§ **Exercise instructions**:
Your task is to retype the listing word for word.

==================================================

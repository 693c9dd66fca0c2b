//! Database migrations - embedded SQL files
//!
//! Migrations are compiled into the binary at build time using include_str!.
//! Each migration is a tuple of (name, sql_content) and they are applied in order.

/// All migrations, embedded at compile time.
/// Format: (filename, sql_content)
///
/// When adding a new migration, create NNN_description.sql and append it here.
pub const MIGRATIONS: &[(&str, &str)] = &[
    ("000_migrations.sql", include_str!("000_migrations.sql")),
    ("001_initial_schema.sql", include_str!("001_initial_schema.sql")),
    ("002_conversations.sql", include_str!("002_conversations.sql")),
    ("003_cache.sql", include_str!("003_cache.sql")),
];
//! Contacts fetched from a linked provider

use super::account::Provider;
use super::presentation::quote_name;

/// Minimal view of one contact in a provider's social graph
#[derive(Debug, Clone, PartialEq, Eq)]
pub struct ContactSummary {
    pub name: Option<String>,
    /// Provider screen name (Twitter)
    pub screen_name: Option<String>,
    pub email: Option<String>,
}

impl ContactSummary {
    /// Render the contact as an autocomplete suggestion
    ///
    /// Twitter contacts render as `"Name" @screen_name`, Google contacts as
    /// `"Name" <email>`. A contact without a name drops the quoted part
    /// (`@screen_name`, bare `email`). Returns `None` when the contact has
    /// nothing to address.
    pub fn suggestion(&self, provider: Provider) -> Option<String> {
        let name = self.name.as_deref().map(str::trim).filter(|n| !n.is_empty());
        let target = match provider {
            Provider::Twitter => {
                let screen_name = self.screen_name.as_deref()?.trim();
                if screen_name.is_empty() {
                    return None;
                }
                format!("@{}", screen_name)
            }
            Provider::Google => {
                let email = self.email.as_deref()?.trim();
                if email.is_empty() {
                    return None;
                }
                match name {
                    Some(_) => format!("<{}>", email),
                    None => return Some(email.to_string()),
                }
            }
        };
        Some(match name {
            Some(n) => format!("{} {}", quote_name(n), target),
            None => target,
        })
    }
}

#[cfg(test)]
mod tests {
    use super::*;

    fn contact(name: Option<&str>, screen_name: Option<&str>, email: Option<&str>) -> ContactSummary {
        ContactSummary {
            name: name.map(String::from),
            screen_name: screen_name.map(String::from),
            email: email.map(String::from),
        }
    }

    #[test]
    fn test_twitter_suggestion() {
        let c = contact(Some("Grace Hopper"), Some("grace"), None);
        assert_eq!(c.suggestion(Provider::Twitter).unwrap(), "\"Grace Hopper\" @grace");

        let c = contact(None, Some("grace"), None);
        assert_eq!(c.suggestion(Provider::Twitter).unwrap(), "@grace");

        let c = contact(Some("Grace"), None, Some("grace@navy.mil"));
        assert_eq!(c.suggestion(Provider::Twitter), None);
    }

    #[test]
    fn test_google_suggestion() {
        let c = contact(Some("Grace"), None, Some("grace@navy.mil"));
        assert_eq!(c.suggestion(Provider::Google).unwrap(), "\"Grace\" <grace@navy.mil>");

        let c = contact(None, None, Some("grace@navy.mil"));
        assert_eq!(c.suggestion(Provider::Google).unwrap(), "grace@navy.mil");

        let c = contact(Some("No Email"), None, None);
        assert_eq!(c.suggestion(Provider::Google), None);
    }
}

==================================================

§ **Exercise answer**:
repository 693c9dd66fca0c2b
//! Database migrations - embedded SQL files
//!
//! Migrations are compiled into the binary at build time using include_str!.
//! Each migration is a tuple of (name, sql_content) and they are applied in order.

/// All migrations, embedded at compile time.
/// Format: (filename, sql_content)
///
/// When adding a new migration, create NNN_description.sql and append it here.
pub const MIGRATIONS: &[(&str, &str)] = &[
    ("000_migrations.sql", include_str!("000_migrations.sql")),
    ("001_initial_schema.sql", include_str!("001_initial_schema.sql")),
    ("002_conversations.sql", include_str!("002_conversations.sql")),
    ("003_cache.sql", include_str!("003_cache.sql")),
];
//! Contacts fetched from a linked provider

use super::account::Provider;
use super::presentation::quote_name;

/// Minimal view of one contact in a provider's social graph
#[derive(Debug, Clone, PartialEq, Eq)]
pub struct ContactSummary {
    pub name: Option<String>,
    /// Provider screen name (Twitter)
    pub screen_name: Option<String>,
    pub email: Option<String>,
}

impl ContactSummary {
    /// Render the contact as an autocomplete suggestion
    ///
    /// Twitter contacts render as `"Name" @screen_name`, Google contacts as
    /// `"Name" <email>`. A contact without a name drops the quoted part
    /// (`@screen_name`, bare `email`). Returns `None` when the contact has
    /// nothing to address.
    pub fn suggestion(&self, provider: Provider) -> Option<String> {
        let name = self.name.as_deref().map(str::trim).filter(|n| !n.is_empty());
        let target = match provider {
            Provider::Twitter => {
                let screen_name = self.screen_name.as_deref()?.trim();
                if screen_name.is_empty() {
                    return None;
                }
                format!("@{}", screen_name)
            }
            Provider::Google => {
                let email = self.email.as_deref()?.trim();
                if email.is_empty() {
                    return None;
                }
                match name {
                    Some(_) => format!("<{}>", email),
                    None => return Some(email.to_string()),
                }
            }
        };
        Some(match name {
            Some(n) => format!("{} {}", quote_name(n), target),
            None => target,
        })
    }
}

#[cfg(test)]
mod tests {
    use super::*;

    fn contact(name: Option<&str>, screen_name: Option<&str>, email: Option<&str>) -> ContactSummary {
        ContactSummary {
            name: name.map(String::from),
            screen_name: screen_name.map(String::from),
            email: email.map(String::from),
        }
    }

    #[test]
    fn test_twitter_suggestion() {
        let c = contact(Some("Grace Hopper"), Some("grace"), None);
        assert_eq!(c.suggestion(Provider::Twitter).unwrap(), "\"Grace Hopper\" @grace");

        let c = contact(None, Some("grace"), None);
        assert_eq!(c.suggestion(Provider::Twitter).unwrap(), "@grace");

        let c = contact(Some("Grace"), None, Some("grace@navy.mil"));
        assert_eq!(c.suggestion(Provider::Twitter), None);
    }

    #[test]
    fn test_google_suggestion() {
        let c = contact(Some("Grace"), None, Some("grace@navy.mil"));
        assert_eq!(c.suggestion(Provider::Google).unwrap(), "\"Grace\" <grace@navy.mil>");

        let c = contact(None, None, Some("grace@navy.mil"));
        assert_eq!(c.suggestion(Provider::Google).unwrap(), "grace@navy.mil");

        let c = contact(Some("No Email"), None, None);
        assert_eq!(c.suggestion(Provider::Google), None);
    }
}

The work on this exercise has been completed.